-------- RECORDS SUPPLIED
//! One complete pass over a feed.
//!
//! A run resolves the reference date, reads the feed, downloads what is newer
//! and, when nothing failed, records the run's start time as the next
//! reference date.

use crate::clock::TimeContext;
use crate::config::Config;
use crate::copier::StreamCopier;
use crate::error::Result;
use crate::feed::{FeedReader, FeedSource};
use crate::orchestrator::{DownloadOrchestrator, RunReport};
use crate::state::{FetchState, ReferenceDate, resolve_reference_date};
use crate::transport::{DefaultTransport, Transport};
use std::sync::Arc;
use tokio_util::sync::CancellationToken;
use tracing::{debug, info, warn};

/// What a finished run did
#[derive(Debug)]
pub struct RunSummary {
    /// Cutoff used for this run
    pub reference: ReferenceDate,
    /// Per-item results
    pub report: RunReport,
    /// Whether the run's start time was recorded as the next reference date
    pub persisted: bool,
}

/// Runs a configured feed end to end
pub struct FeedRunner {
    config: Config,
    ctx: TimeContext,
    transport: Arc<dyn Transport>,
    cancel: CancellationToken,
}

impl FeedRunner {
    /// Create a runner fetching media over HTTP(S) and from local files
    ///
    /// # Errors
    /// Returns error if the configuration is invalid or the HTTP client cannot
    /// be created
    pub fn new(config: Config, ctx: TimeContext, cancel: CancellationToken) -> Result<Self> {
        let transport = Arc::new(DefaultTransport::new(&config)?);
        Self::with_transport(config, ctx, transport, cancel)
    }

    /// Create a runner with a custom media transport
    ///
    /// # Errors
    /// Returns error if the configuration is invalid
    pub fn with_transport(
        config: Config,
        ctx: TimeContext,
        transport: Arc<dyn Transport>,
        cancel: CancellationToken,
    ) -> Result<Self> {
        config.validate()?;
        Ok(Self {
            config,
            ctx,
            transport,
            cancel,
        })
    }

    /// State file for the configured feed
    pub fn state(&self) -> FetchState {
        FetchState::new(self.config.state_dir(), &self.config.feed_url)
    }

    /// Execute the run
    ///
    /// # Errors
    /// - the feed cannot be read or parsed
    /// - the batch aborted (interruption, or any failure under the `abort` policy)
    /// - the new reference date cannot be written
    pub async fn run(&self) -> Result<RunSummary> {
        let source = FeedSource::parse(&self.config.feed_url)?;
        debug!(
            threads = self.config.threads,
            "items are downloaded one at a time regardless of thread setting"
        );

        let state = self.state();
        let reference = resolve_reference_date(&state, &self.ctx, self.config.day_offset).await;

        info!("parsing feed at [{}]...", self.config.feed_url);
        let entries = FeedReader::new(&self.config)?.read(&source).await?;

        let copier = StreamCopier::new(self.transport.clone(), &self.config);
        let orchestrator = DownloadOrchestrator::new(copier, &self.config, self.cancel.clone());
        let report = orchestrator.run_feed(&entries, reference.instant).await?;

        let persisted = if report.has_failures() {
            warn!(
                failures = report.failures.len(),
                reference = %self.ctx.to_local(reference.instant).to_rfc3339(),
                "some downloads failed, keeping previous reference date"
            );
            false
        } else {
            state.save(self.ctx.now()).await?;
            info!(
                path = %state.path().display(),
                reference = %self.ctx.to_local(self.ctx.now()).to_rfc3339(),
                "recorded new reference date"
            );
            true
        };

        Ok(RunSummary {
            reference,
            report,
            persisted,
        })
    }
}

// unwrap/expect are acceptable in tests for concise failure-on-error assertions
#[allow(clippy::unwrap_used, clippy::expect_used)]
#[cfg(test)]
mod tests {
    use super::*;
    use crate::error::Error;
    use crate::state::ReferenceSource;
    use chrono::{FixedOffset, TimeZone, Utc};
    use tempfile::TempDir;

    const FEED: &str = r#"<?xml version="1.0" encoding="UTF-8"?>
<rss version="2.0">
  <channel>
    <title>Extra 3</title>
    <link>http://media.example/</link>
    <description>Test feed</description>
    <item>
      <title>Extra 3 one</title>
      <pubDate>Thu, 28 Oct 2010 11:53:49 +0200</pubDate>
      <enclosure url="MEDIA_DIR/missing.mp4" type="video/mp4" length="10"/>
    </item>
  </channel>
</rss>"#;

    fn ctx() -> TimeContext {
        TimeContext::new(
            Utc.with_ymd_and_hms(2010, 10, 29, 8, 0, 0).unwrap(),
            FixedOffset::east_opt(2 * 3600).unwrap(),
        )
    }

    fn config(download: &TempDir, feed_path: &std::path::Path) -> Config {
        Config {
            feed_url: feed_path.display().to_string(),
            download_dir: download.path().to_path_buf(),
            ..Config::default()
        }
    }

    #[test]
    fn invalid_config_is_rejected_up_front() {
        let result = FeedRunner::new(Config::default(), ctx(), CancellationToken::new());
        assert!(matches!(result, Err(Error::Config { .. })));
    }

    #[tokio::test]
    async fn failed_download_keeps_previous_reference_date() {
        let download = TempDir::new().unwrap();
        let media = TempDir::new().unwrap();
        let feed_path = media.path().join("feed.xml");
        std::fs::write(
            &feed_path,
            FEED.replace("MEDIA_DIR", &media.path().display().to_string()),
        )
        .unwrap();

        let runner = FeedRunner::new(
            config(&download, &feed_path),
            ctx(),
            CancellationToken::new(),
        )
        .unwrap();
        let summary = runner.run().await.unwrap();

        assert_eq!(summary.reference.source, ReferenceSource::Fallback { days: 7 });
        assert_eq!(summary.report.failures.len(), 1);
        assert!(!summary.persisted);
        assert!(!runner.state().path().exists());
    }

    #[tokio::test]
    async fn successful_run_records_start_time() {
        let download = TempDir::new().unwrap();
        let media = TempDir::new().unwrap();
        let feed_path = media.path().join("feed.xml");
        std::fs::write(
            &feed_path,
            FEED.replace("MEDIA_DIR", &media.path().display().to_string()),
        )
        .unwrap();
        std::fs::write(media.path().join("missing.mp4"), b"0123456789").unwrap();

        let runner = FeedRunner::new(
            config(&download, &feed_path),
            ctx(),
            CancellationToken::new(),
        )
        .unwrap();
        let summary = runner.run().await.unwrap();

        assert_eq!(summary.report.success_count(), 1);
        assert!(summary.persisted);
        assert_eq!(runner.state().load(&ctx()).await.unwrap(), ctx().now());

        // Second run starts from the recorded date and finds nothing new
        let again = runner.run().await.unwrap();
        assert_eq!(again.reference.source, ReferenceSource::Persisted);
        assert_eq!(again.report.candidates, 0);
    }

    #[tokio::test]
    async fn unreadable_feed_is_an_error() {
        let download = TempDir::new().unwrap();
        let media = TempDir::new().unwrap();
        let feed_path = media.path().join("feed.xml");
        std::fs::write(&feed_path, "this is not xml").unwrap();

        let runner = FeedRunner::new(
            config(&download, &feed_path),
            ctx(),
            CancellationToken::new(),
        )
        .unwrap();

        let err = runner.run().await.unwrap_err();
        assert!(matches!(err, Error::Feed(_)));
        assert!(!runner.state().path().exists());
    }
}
----------------
*ACTION ITEM*. Output the lines above exactly, but only those between the line holding "use tokio_util::sync::CancellationToken;" and the line holding "pub async fn", inclusive.

*THE ANSWER*.
use tokio_util::sync::CancellationToken;
use tracing::{debug, info, warn};

/// What a finished run did
#[derive(Debug)]
pub struct RunSummary {
    /// Cutoff used for this run
    pub reference: ReferenceDate,
    /// Per-item results
    pub report: RunReport,
    /// Whether the run's start time was recorded as the next reference date
    pub persisted: bool,
}

/// Runs a configured feed end to end
pub struct FeedRunner {
    config: Config,
    ctx: TimeContext,
    transport: Arc<dyn Transport>,
    cancel: CancellationToken,
}

impl FeedRunner {
    /// Create a runner fetching media over HTTP(S) and from local files
    ///
    /// # Errors
    /// Returns error if the configuration is invalid or the HTTP client cannot
    /// be created
    pub fn new(config: Config, ctx: TimeContext, cancel: CancellationToken) -> Result<Self> {
        let transport = Arc::new(DefaultTransport::new(&config)?);
        Self::with_transport(config, ctx, transport, cancel)
    }

    /// Create a runner with a custom media transport
    ///
    /// # Errors
    /// Returns error if the configuration is invalid
    pub fn with_transport(
        config: Config,
        ctx: TimeContext,
        transport: Arc<dyn Transport>,
        cancel: CancellationToken,
    ) -> Result<Self> {
        config.validate()?;
        Ok(Self {
            config,
            ctx,
            transport,
            cancel,
        })
    }

    /// State file for the configured feed
    pub fn state(&self) -> FetchState {
        FetchState::new(self.config.state_dir(), &self.config.feed_url)
    }

    /// Execute the run
    ///
    /// # Errors
    /// - the feed cannot be read or parsed
    /// - the batch aborted (interruption, or any failure under the `abort` policy)
    /// - the new reference date cannot be written
    pub async fn run(&self) -> Result<RunSummary> {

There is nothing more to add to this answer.